Проспав несколько часов глубоко и без сновидений, Лео проснулся под утро. Солнце еще не поднялось, за открытым окном шелестела густолистая береза, в комнату вливалось какое-то забытое благоухание. Между покачивающимися ветвями проглядывало заштрихованное нежно-розовыми полосами небо. Затаив дыхание, Лео вслушивался в тишину. Может, именно в эту ночь вдруг вымерли все автомобили, машины и моторы — возможностей катастрофы куда больше, чем человек в состоянии себе представить, даже мастодонты некогда прекратили свое существование. Странно подумать: в одно далекое утро в живых не оказалось ни одного гигантского мамонта. Лео пытался настроиться так, чтобы насладиться тишиной, за проникновение в сущность покоя приходилось платить бессонницей, и это отнюдь не было непомерной платой.

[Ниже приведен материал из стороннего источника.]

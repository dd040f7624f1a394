//! Room Keys
//!
//! Rooms are the broadcast routing unit. A connection joins a set of
//! rooms at registration and events are fanned out to every connection
//! in a room.

use serde::{Deserialize, Serialize};
use std::fmt;

/// Identifies a broadcast room.
///
/// - `Channel` carries message traffic and typing indicators.
/// - `User` is the per-user room for direct delivery to every
///   connection of one user.
/// - `Guild` carries guild-scoped events such as presence changes.
#[derive(Debug, Clone, Copy, PartialEq, Eq, Hash, Serialize, Deserialize)]
#[serde(tag = "kind", content = "id", rename_all = "snake_case")]
pub enum RoomKey {
    Channel(i64),
    User(i64),
    Guild(i64),
}

impl fmt::Display for RoomKey {
    fn fmt(&self, f: &mut fmt::Formatter<'_>) -> fmt::Result {
        match self {
            RoomKey::Channel(id) => write!(f, "channel:{}", id),
            RoomKey::User(id) => write!(f, "user:{}", id),
            RoomKey::Guild(id) => write!(f, "guild:{}", id),
        }
    }
}
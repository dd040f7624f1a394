//! Presentation Layer
//!
//! HTTP routes and the WebSocket gateway.

pub mod http;
pub mod websocket;
//! WebSocket Wire Protocol
//!
//! JSON text frames, adjacently tagged as `{"t": "<event>", "d": {...}}`.
//! IDs travel as strings so JavaScript clients never lose snowflake
//! precision.

use serde::{Deserialize, Serialize};

use crate::domain::{Message, UserProfile};
use crate::infrastructure::cache::PresenceStatus;
use crate::shared::error::GatewayError;

/// Events a client sends to the gateway.
#[derive(Debug, Clone, PartialEq, Serialize, Deserialize)]
#[serde(tag = "t", content = "d", rename_all = "snake_case")]
pub enum ClientEvent {
    SendMessage(SendMessagePayload),
    EditMessage(EditMessagePayload),
    DeleteMessage(DeleteMessagePayload),
    JoinChannel(ChannelRefPayload),
    LeaveChannel(ChannelRefPayload),
    StartTyping(ChannelRefPayload),
    StopTyping(ChannelRefPayload),
    Heartbeat,
    UpdatePresence(UpdatePresencePayload),
}

impl ClientEvent {
    /// Event name used for metrics and logging.
    pub fn name(&self) -> &'static str {
        match self {
            ClientEvent::SendMessage(_) => "send_message",
            ClientEvent::EditMessage(_) => "edit_message",
            ClientEvent::DeleteMessage(_) => "delete_message",
            ClientEvent::JoinChannel(_) => "join_channel",
            ClientEvent::LeaveChannel(_) => "leave_channel",
            ClientEvent::StartTyping(_) => "start_typing",
            ClientEvent::StopTyping(_) => "stop_typing",
            ClientEvent::Heartbeat => "heartbeat",
            ClientEvent::UpdatePresence(_) => "update_presence",
        }
    }
}

#[derive(Debug, Clone, PartialEq, Serialize, Deserialize)]
pub struct SendMessagePayload {
    pub channel_id: String,
    #[serde(default, skip_serializing_if = "Option::is_none")]
    pub content: Option<String>,
    #[serde(default, skip_serializing_if = "Option::is_none")]
    pub attachment_ref: Option<String>,
    #[serde(default, skip_serializing_if = "Option::is_none")]
    pub reply_to: Option<String>,
    /// Client-chosen correlation ID echoed back in the ack.
    pub client_temp_id: String,
}

#[derive(Debug, Clone, PartialEq, Serialize, Deserialize)]
pub struct EditMessagePayload {
    pub message_id: String,
    pub content: String,
}

#[derive(Debug, Clone, PartialEq, Serialize, Deserialize)]
pub struct DeleteMessagePayload {
    pub message_id: String,
}

#[derive(Debug, Clone, PartialEq, Serialize, Deserialize)]
pub struct ChannelRefPayload {
    pub channel_id: String,
}

#[derive(Debug, Clone, PartialEq, Serialize, Deserialize)]
pub struct UpdatePresencePayload {
    pub status: PresenceStatus,
}

/// Events the gateway sends to clients.
#[derive(Debug, Clone, PartialEq, Serialize, Deserialize)]
#[serde(tag = "t", content = "d", rename_all = "snake_case")]
pub enum ServerEvent {
    Authenticated { user: UserProfile },
    AuthRequired,
    MessageSent { client_temp_id: String, message: MessagePayload },
    NewMessage { message: MessagePayload },
    MessageEdited { message: MessagePayload },
    MessageDeleted { message_id: String, channel_id: String },
    ChannelJoined { channel_id: String },
    ChannelLeft { channel_id: String },
    UserTyping { channel_id: String, user: UserProfile },
    UserStopTyping { channel_id: String, user_id: String },
    HeartbeatAck,
    PresenceUpdate { user_id: String, status: PresenceStatus },
    Error { message: String },
}

/// Denormalized message as it appears on the wire.
#[derive(Debug, Clone, PartialEq, Serialize, Deserialize)]
pub struct MessagePayload {
    pub id: String,
    pub channel_id: String,
    pub author: UserProfile,
    #[serde(skip_serializing_if = "Option::is_none")]
    pub content: Option<String>,
    #[serde(skip_serializing_if = "Option::is_none")]
    pub attachment_ref: Option<String>,
    #[serde(skip_serializing_if = "Option::is_none")]
    pub reply_to: Option<String>,
    pub edited: bool,
    #[serde(skip_serializing_if = "Option::is_none")]
    pub edited_at: Option<String>,
    pub created_at: String,
}

impl MessagePayload {
    /// Build the wire form of a stored message with its author profile.
    pub fn from_message(message: &Message, author: UserProfile) -> Self {
        Self {
            id: message.id.to_string(),
            channel_id: message.channel_id.to_string(),
            author,
            content: message.content.clone(),
            attachment_ref: message.attachment_ref.clone(),
            reply_to: message.reply_to_id.map(|id| id.to_string()),
            edited: message.is_edited(),
            edited_at: message.edited_at.map(|t| t.to_rfc3339()),
            created_at: message.created_at.to_rfc3339(),
        }
    }
}

/// Parse a wire ID string into a snowflake.
pub fn parse_wire_id(field: &str, raw: &str) -> Result<i64, GatewayError> {
    raw.parse::<i64>()
        .map_err(|_| GatewayError::Validation(format!("invalid {}: {:?}", field, raw)))
}

#[cfg(test)]
mod tests {
    use super::*;
    use pretty_assertions::assert_eq;

    #[test]
    fn client_event_deserializes_adjacently_tagged() {
        let json = r#"{"t":"send_message","d":{"channel_id":"42","content":"hi","client_temp_id":"tmp-1"}}"#;
        let event: ClientEvent = serde_json::from_str(json).unwrap();
        assert_eq!(
            event,
            ClientEvent::SendMessage(SendMessagePayload {
                channel_id: "42".into(),
                content: Some("hi".into()),
                attachment_ref: None,
                reply_to: None,
                client_temp_id: "tmp-1".into(),
            })
        );
    }

    #[test]
    fn heartbeat_has_no_payload() {
        let event: ClientEvent = serde_json::from_str(r#"{"t":"heartbeat"}"#).unwrap();
        assert_eq!(event, ClientEvent::Heartbeat);
    }

    #[test]
    fn server_event_serializes_tag_and_data() {
        let event = ServerEvent::ChannelJoined {
            channel_id: "7".into(),
        };
        let json = serde_json::to_value(&event).unwrap();
        assert_eq!(json["t"], "channel_joined");
        assert_eq!(json["d"]["channel_id"], "7");
    }

    #[test]
    fn message_payload_carries_string_ids() {
        let message = Message {
            id: 9_007_199_254_740_993, // above 2^53, lossy as a JSON number
            channel_id: 42,
            author_id: 7,
            content: Some("hello".into()),
            attachment_ref: None,
            reply_to_id: Some(5),
            edited_at: None,
            created_at: chrono::Utc::now(),
        };
        let author = UserProfile {
            id: "7".into(),
            username: "mina".into(),
            display_name: None,
            avatar_url: None,
        };
        let payload = MessagePayload::from_message(&message, author);
        assert_eq!(payload.id, "9007199254740993");
        assert_eq!(payload.reply_to.as_deref(), Some("5"));
        assert!(!payload.edited);
    }

    #[test]
    fn parse_wire_id_rejects_garbage() {
        assert!(parse_wire_id("channel_id", "abc").is_err());
        assert_eq!(parse_wire_id("channel_id", "42").unwrap(), 42);
    }
}
//! Guild membership and repository trait.

use async_trait::async_trait;
use chrono::{DateTime, Utc};
use serde::{Deserialize, Serialize};

use crate::shared::error::AppError;

/// A user's membership in a guild.
#[derive(Debug, Clone, Serialize, Deserialize)]
pub struct Member {
    pub guild_id: i64,
    pub user_id: i64,
    pub joined_at: DateTime<Utc>,
}

/// Repository trait for guild-membership lookups.
#[cfg_attr(test, mockall::automock)]
#[async_trait]
pub trait MemberRepository: Send + Sync {
    /// Whether the user is an active member of the guild.
    async fn is_member(&self, guild_id: i64, user_id: i64) -> Result<bool, AppError>;

    /// IDs of all guilds the user is a member of.
    async fn guild_ids_of(&self, user_id: i64) -> Result<Vec<i64>, AppError>;
}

Вдруг Лео стало жаль Неллу, как раз на рассвете жену больше всего беспокоил городской шум: она металась в кровати, сдерживала вздохи, ее тело исходило жаром, по комнате разносился запах ночного крема. Маленькая подушечка, которой она вечером прикрывала ухо, конечно же опять куда-то исчезла. Нелла свешивала руку через край кровати и шарила по полу, найдя подушечку, сдувала с наволочки возможную пыль.
Но Нелла не переносила также лесной тишины и деревенского покоя. В глухом месте ее настроение через несколько дней портилось, ей страшно недоставало тысячи оставшихся дома мелочей, в том числе, естественно, горячей воды и чистой кровати, — то, что она по утрам, измученная шумом, не находила себе места, в счет не шло. Исконная горожанка, Нелла не привыкла к городской суматохе, но и деревенская жизнь была не для нее.

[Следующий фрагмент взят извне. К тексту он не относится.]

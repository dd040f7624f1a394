//! Message Repository Implementation
//!
//! PostgreSQL implementation of the MessageRepository trait. IDs are
//! snowflakes minted by the application layer, so creation is a plain
//! INSERT rather than a sequence round-trip.

use async_trait::async_trait;
use chrono::{DateTime, Utc};
use sqlx::PgPool;

use crate::domain::{Message, MessageRepository};
use crate::shared::error::AppError;

#[derive(Debug, sqlx::FromRow)]
struct MessageRow {
    id: i64,
    channel_id: i64,
    author_id: i64,
    content: Option<String>,
    attachment_ref: Option<String>,
    reply_to_id: Option<i64>,
    edited_at: Option<DateTime<Utc>>,
    created_at: DateTime<Utc>,
}

impl From<MessageRow> for Message {
    fn from(row: MessageRow) -> Self {
        Message {
            id: row.id,
            channel_id: row.channel_id,
            author_id: row.author_id,
            content: row.content,
            attachment_ref: row.attachment_ref,
            reply_to_id: row.reply_to_id,
            edited_at: row.edited_at,
            created_at: row.created_at,
        }
    }
}

/// PostgreSQL message repository implementation.
#[derive(Clone)]
pub struct PgMessageRepository {
    pool: PgPool,
}

impl PgMessageRepository {
    pub fn new(pool: PgPool) -> Self {
        Self { pool }
    }
}

#[async_trait]
impl MessageRepository for PgMessageRepository {
    async fn find_by_id(&self, id: i64) -> Result<Option<Message>, AppError> {
        let row = sqlx::query_as::<_, MessageRow>(
            r#"
            SELECT id, channel_id, author_id, content, attachment_ref,
                   reply_to_id, edited_at, created_at
            FROM messages
            WHERE id = $1
            "#,
        )
        .bind(id)
        .fetch_optional(&self.pool)
        .await?;

        Ok(row.map(Message::from))
    }

    async fn find_recent(&self, channel_id: i64, limit: i32) -> Result<Vec<Message>, AppError> {
        let rows = sqlx::query_as::<_, MessageRow>(
            r#"
            SELECT id, channel_id, author_id, content, attachment_ref,
                   reply_to_id, edited_at, created_at
            FROM messages
            WHERE channel_id = $1
            ORDER BY id DESC
            LIMIT $2
            "#,
        )
        .bind(channel_id)
        .bind(limit as i64)
        .fetch_all(&self.pool)
        .await?;

        Ok(rows.into_iter().map(Message::from).collect())
    }

    async fn create(&self, message: &Message) -> Result<Message, AppError> {
        let row = sqlx::query_as::<_, MessageRow>(
            r#"
            INSERT INTO messages (id, channel_id, author_id, content,
                                  attachment_ref, reply_to_id, created_at)
            VALUES ($1, $2, $3, $4, $5, $6, $7)
            RETURNING id, channel_id, author_id, content, attachment_ref,
                      reply_to_id, edited_at, created_at
            "#,
        )
        .bind(message.id)
        .bind(message.channel_id)
        .bind(message.author_id)
        .bind(&message.content)
        .bind(&message.attachment_ref)
        .bind(message.reply_to_id)
        .bind(message.created_at)
        .fetch_one(&self.pool)
        .await?;

        Ok(Message::from(row))
    }

    async fn update(&self, message: &Message) -> Result<Message, AppError> {
        let row = sqlx::query_as::<_, MessageRow>(
            r#"
            UPDATE messages
            SET content = $2, edited_at = $3
            WHERE id = $1
            RETURNING id, channel_id, author_id, content, attachment_ref,
                      reply_to_id, edited_at, created_at
            "#,
        )
        .bind(message.id)
        .bind(&message.content)
        .bind(message.edited_at)
        .fetch_optional(&self.pool)
        .await?;

        row.map(Message::from)
            .ok_or_else(|| AppError::NotFound(format!("message {} not found", message.id)))
    }

    async fn delete(&self, id: i64) -> Result<(), AppError> {
        let result = sqlx::query("DELETE FROM messages WHERE id = $1")
            .bind(id)
            .execute(&self.pool)
            .await?;

        if result.rows_affected() == 0 {
            return Err(AppError::NotFound(format!("message {} not found", id)));
        }

        Ok(())
    }
}
//! Snowflake ID Generator
//!
//! Time-ordered unique IDs for messages: 41 bits of milliseconds since the
//! service epoch, 10 bits of machine id, 12 bits of per-millisecond sequence.

use parking_lot::Mutex;
use std::time::{SystemTime, UNIX_EPOCH};

/// Service epoch (2020-01-01T00:00:00.000Z).
const GATEWAY_EPOCH: u64 = 1577836800000;

#[derive(Debug)]
struct GeneratorState {
    last_timestamp: u64,
    sequence: u64,
}

/// Snowflake ID generator.
///
/// Timestamp and sequence advance together under one lock, so concurrent
/// callers in the same millisecond get consecutive sequence values rather
/// than colliding.
pub struct SnowflakeGenerator {
    machine_id: u64,
    state: Mutex<GeneratorState>,
}

impl SnowflakeGenerator {
    pub fn new(machine_id: u64) -> Self {
        Self {
            machine_id: machine_id & 0x3FF, // 10 bits
            state: Mutex::new(GeneratorState {
                last_timestamp: 0,
                sequence: 0,
            }),
        }
    }

    /// Generate a new snowflake ID.
    pub fn generate(&self) -> i64 {
        let mut state = self.state.lock();

        // A clock that stalls or steps backwards keeps minting against the
        // last observed millisecond; exhausting the 4096-ID sequence space
        // borrows the next one.
        let mut timestamp = self.current_timestamp();
        if timestamp <= state.last_timestamp {
            timestamp = state.last_timestamp;
            state.sequence = (state.sequence + 1) & 0xFFF;
            if state.sequence == 0 {
                timestamp += 1;
            }
        } else {
            state.sequence = 0;
        }
        state.last_timestamp = timestamp;

        (((timestamp - GATEWAY_EPOCH) << 22) | (self.machine_id << 12) | state.sequence) as i64
    }

    fn current_timestamp(&self) -> u64 {
        SystemTime::now()
            .duration_since(UNIX_EPOCH)
            .expect("Time went backwards")
            .as_millis() as u64
    }
}

/// Extract the millisecond timestamp from a snowflake ID.
pub fn extract_timestamp(snowflake: i64) -> u64 {
    ((snowflake as u64) >> 22) + GATEWAY_EPOCH
}

#[cfg(test)]
mod tests {
    use super::*;

    #[test]
    fn generates_unique_ids() {
        let gen = SnowflakeGenerator::new(1);
        let id1 = gen.generate();
        let id2 = gen.generate();
        assert_ne!(id1, id2);
    }

    #[test]
    fn burst_within_one_millisecond_stays_unique_and_ordered() {
        let gen = SnowflakeGenerator::new(1);
        let mut seen = std::collections::HashSet::new();
        let mut previous = i64::MIN;
        // far more calls than fit in one millisecond's sequence space
        for _ in 0..10_000 {
            let id = gen.generate();
            assert!(seen.insert(id), "duplicate id {}", id);
            assert!(id > previous, "ids must be strictly increasing");
            previous = id;
        }
    }

    #[test]
    fn ids_are_time_ordered_across_milliseconds() {
        let gen = SnowflakeGenerator::new(1);
        let first = gen.generate();
        std::thread::sleep(std::time::Duration::from_millis(2));
        let second = gen.generate();
        assert!(second > first);
    }

    #[test]
    fn timestamp_round_trips() {
        let gen = SnowflakeGenerator::new(3);
        let id = gen.generate();
        let ts = extract_timestamp(id);
        let now = SystemTime::now()
            .duration_since(UNIX_EPOCH)
            .unwrap()
            .as_millis() as u64;
        // sequence exhaustion may borrow ahead of the wall clock
        assert!(ts <= now + 10);
        assert!(ts > now - 1000);
    }
}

В свое время, когда Лео с Вильмутом обосновались в городе, более всего в новой обстановке ему нравилось это скопление зданий. Свободные минуты он тратил на прогулки по старому городу, его восхищало то, что на каждом шагу менялись виды, когда он прищуривался — дома казались ему живыми и пластичными; двигался он, начинали двигаться и они, одно отступало от другого, взору открывались какая-нибудь башня или ниша. Особенно он любил туманные и метельные утра: небо исчезало, здания словно бы излучали из себя тайны, и от этого восприятие становилось особенно чутким.
Лео не уставал бродить по внутренним дворикам, эти каменные колодцы были бесконечно разнообразны: в вечерние часы, когда он задирал голову, небо, казалось, уплотнялось в сито, через которое просачивался фиолетовый отсвет. Зато солнечным летним утром чья-то беспечная рука бросала на стену каменного колодца с его тусклыми окнами единственное ослепляющее яркое пятно, которое полыхало на серой стене огненно-желтым цветом, и все окружающее меркло.